__TASK REQUIREMENTS__
Reproduce each of the entries that follow, exactly.

__TASK INPUT__
//! Ticker universe and per-ticker skip bookkeeping.
//!
//! The universe is a flat, sorted collection of unique upper-case symbols.
//! Letter grouping exists only to batch work and never changes what a
//! stage produces.

use sha2::{Digest, Sha256};
use std::collections::{BTreeMap, HashSet};
use std::fmt;

#[derive(Debug, Clone, PartialEq, Eq)]
pub struct Universe {
    tickers: Vec<String>,
}

#[derive(Debug, Clone, PartialEq, Eq, thiserror::Error)]
pub enum UniverseError {
    #[error("empty token in ticker list")]
    EmptyToken,

    #[error("duplicate ticker: {0}")]
    DuplicateTicker(String),

    #[error("ticker universe is empty")]
    Empty,
}

impl Universe {
    /// Builds a universe from raw symbols, rejecting blanks and duplicates.
    pub fn new<I, S>(symbols: I) -> Result<Self, UniverseError>
    where
        I: IntoIterator<Item = S>,
        S: AsRef<str>,
    {
        let mut seen = HashSet::new();
        let mut tickers = Vec::new();

        for symbol in symbols {
            let ticker = symbol.as_ref().trim().to_uppercase();
            if ticker.is_empty() {
                return Err(UniverseError::EmptyToken);
            }
            if !seen.insert(ticker.clone()) {
                return Err(UniverseError::DuplicateTicker(ticker));
            }
            tickers.push(ticker);
        }

        if tickers.is_empty() {
            return Err(UniverseError::Empty);
        }
        tickers.sort();
        Ok(Self { tickers })
    }

    pub fn tickers(&self) -> &[String] {
        &self.tickers
    }

    pub fn count(&self) -> usize {
        self.tickers.len()
    }

    pub fn contains(&self, ticker: &str) -> bool {
        self.tickers.binary_search_by(|t| t.as_str().cmp(ticker)).is_ok()
    }

    /// Groups tickers by first character for batched work.
    pub fn batches_by_letter(&self) -> BTreeMap<char, Vec<&str>> {
        let mut batches: BTreeMap<char, Vec<&str>> = BTreeMap::new();
        for ticker in &self.tickers {
            let letter = ticker.chars().next().unwrap_or('_');
            batches.entry(letter).or_default().push(ticker);
        }
        batches
    }

    /// Stable identity of the ticker set: hex SHA-256 of the sorted symbols.
    pub fn key(&self) -> String {
        let mut hasher = Sha256::new();
        for ticker in &self.tickers {
            hasher.update(ticker.as_bytes());
            hasher.update(b"\n");
        }
        hex::encode(hasher.finalize())
    }
}

/// Parses a comma- or newline-separated ticker list.
pub fn parse_tickers(input: &str) -> Result<Universe, UniverseError> {
    let tokens: Vec<&str> = input
        .split(|c: char| c == ',' || c == '\n')
        .map(str::trim)
        .collect();

    // A trailing separator (e.g. final newline in a file) is not an empty token.
    let end = tokens
        .iter()
        .rposition(|t| !t.is_empty())
        .map_or(0, |i| i + 1);

    Universe::new(&tokens[..end])
}

#[derive(Debug, Clone, PartialEq)]
pub struct SkippedTicker {
    pub ticker: String,
    pub reason: SkipReason,
}

#[derive(Debug, Clone, PartialEq)]
pub enum SkipReason {
    /// The growth collaborator had no estimate.
    MissingEstimate,
    /// The growth collaborator returned NaN or infinity.
    NonFiniteEstimate,
    /// The collaborator call failed outright.
    RetrievalFailed(String),
    /// Price retrieval succeeded but returned no bars.
    NoPriceData,
    /// Carries a weight but is not part of the current universe.
    NotInUniverse,
}

impl fmt::Display for SkipReason {
    fn fmt(&self, f: &mut fmt::Formatter<'_>) -> fmt::Result {
        match self {
            SkipReason::MissingEstimate => write!(f, "no growth estimate"),
            SkipReason::NonFiniteEstimate => write!(f, "non-finite growth estimate"),
            SkipReason::RetrievalFailed(reason) => write!(f, "retrieval failed: {reason}"),
            SkipReason::NoPriceData => write!(f, "no price data"),
            SkipReason::NotInUniverse => write!(f, "not in universe"),
        }
    }
}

__TASK RESULT__
//! Ticker universe and per-ticker skip bookkeeping.
//!
//! The universe is a flat, sorted collection of unique upper-case symbols.
//! Letter grouping exists only to batch work and never changes what a
//! stage produces.

use sha2::{Digest, Sha256};
use std::collections::{BTreeMap, HashSet};
use std::fmt;

#[derive(Debug, Clone, PartialEq, Eq)]
pub struct Universe {
    tickers: Vec<String>,
}

#[derive(Debug, Clone, PartialEq, Eq, thiserror::Error)]
pub enum UniverseError {
    #[error("empty token in ticker list")]
    EmptyToken,

    #[error("duplicate ticker: {0}")]
    DuplicateTicker(String),

    #[error("ticker universe is empty")]
    Empty,
}

impl Universe {
    /// Builds a universe from raw symbols, rejecting blanks and duplicates.
    pub fn new<I, S>(symbols: I) -> Result<Self, UniverseError>
    where
        I: IntoIterator<Item = S>,
        S: AsRef<str>,
    {
        let mut seen = HashSet::new();
        let mut tickers = Vec::new();

        for symbol in symbols {
            let ticker = symbol.as_ref().trim().to_uppercase();
            if ticker.is_empty() {
                return Err(UniverseError::EmptyToken);
            }
            if !seen.insert(ticker.clone()) {
                return Err(UniverseError::DuplicateTicker(ticker));
            }
            tickers.push(ticker);
        }

        if tickers.is_empty() {
            return Err(UniverseError::Empty);
        }
        tickers.sort();
        Ok(Self { tickers })
    }

    pub fn tickers(&self) -> &[String] {
        &self.tickers
    }

    pub fn count(&self) -> usize {
        self.tickers.len()
    }

    pub fn contains(&self, ticker: &str) -> bool {
        self.tickers.binary_search_by(|t| t.as_str().cmp(ticker)).is_ok()
    }

    /// Groups tickers by first character for batched work.
    pub fn batches_by_letter(&self) -> BTreeMap<char, Vec<&str>> {
        let mut batches: BTreeMap<char, Vec<&str>> = BTreeMap::new();
        for ticker in &self.tickers {
            let letter = ticker.chars().next().unwrap_or('_');
            batches.entry(letter).or_default().push(ticker);
        }
        batches
    }

    /// Stable identity of the ticker set: hex SHA-256 of the sorted symbols.
    pub fn key(&self) -> String {
        let mut hasher = Sha256::new();
        for ticker in &self.tickers {
            hasher.update(ticker.as_bytes());
            hasher.update(b"\n");
        }
        hex::encode(hasher.finalize())
    }
}

/// Parses a comma- or newline-separated ticker list.
pub fn parse_tickers(input: &str) -> Result<Universe, UniverseError> {
    let tokens: Vec<&str> = input
        .split(|c: char| c == ',' || c == '\n')
        .map(str::trim)
        .collect();

    // A trailing separator (e.g. final newline in a file) is not an empty token.
    let end = tokens
        .iter()
        .rposition(|t| !t.is_empty())
        .map_or(0, |i| i + 1);

    Universe::new(&tokens[..end])
}

#[derive(Debug, Clone, PartialEq)]
pub struct SkippedTicker {
    pub ticker: String,
    pub reason: SkipReason,
}

#[derive(Debug, Clone, PartialEq)]
pub enum SkipReason {
    /// The growth collaborator had no estimate.
    MissingEstimate,
    /// The growth collaborator returned NaN or infinity.
    NonFiniteEstimate,
    /// The collaborator call failed outright.
    RetrievalFailed(String),
    /// Price retrieval succeeded but returned no bars.
    NoPriceData,
    /// Carries a weight but is not part of the current universe.
    NotInUniverse,
}

impl fmt::Display for SkipReason {
    fn fmt(&self, f: &mut fmt::Formatter<'_>) -> fmt::Result {
        match self {
            SkipReason::MissingEstimate => write!(f, "no growth estimate"),
            SkipReason::NonFiniteEstimate => write!(f, "non-finite growth estimate"),
            SkipReason::RetrievalFailed(reason) => write!(f, "retrieval failed: {reason}"),
            SkipReason::NoPriceData => write!(f, "no price data"),
            SkipReason::NotInUniverse => write!(f, "not in universe"),
        }
    }
}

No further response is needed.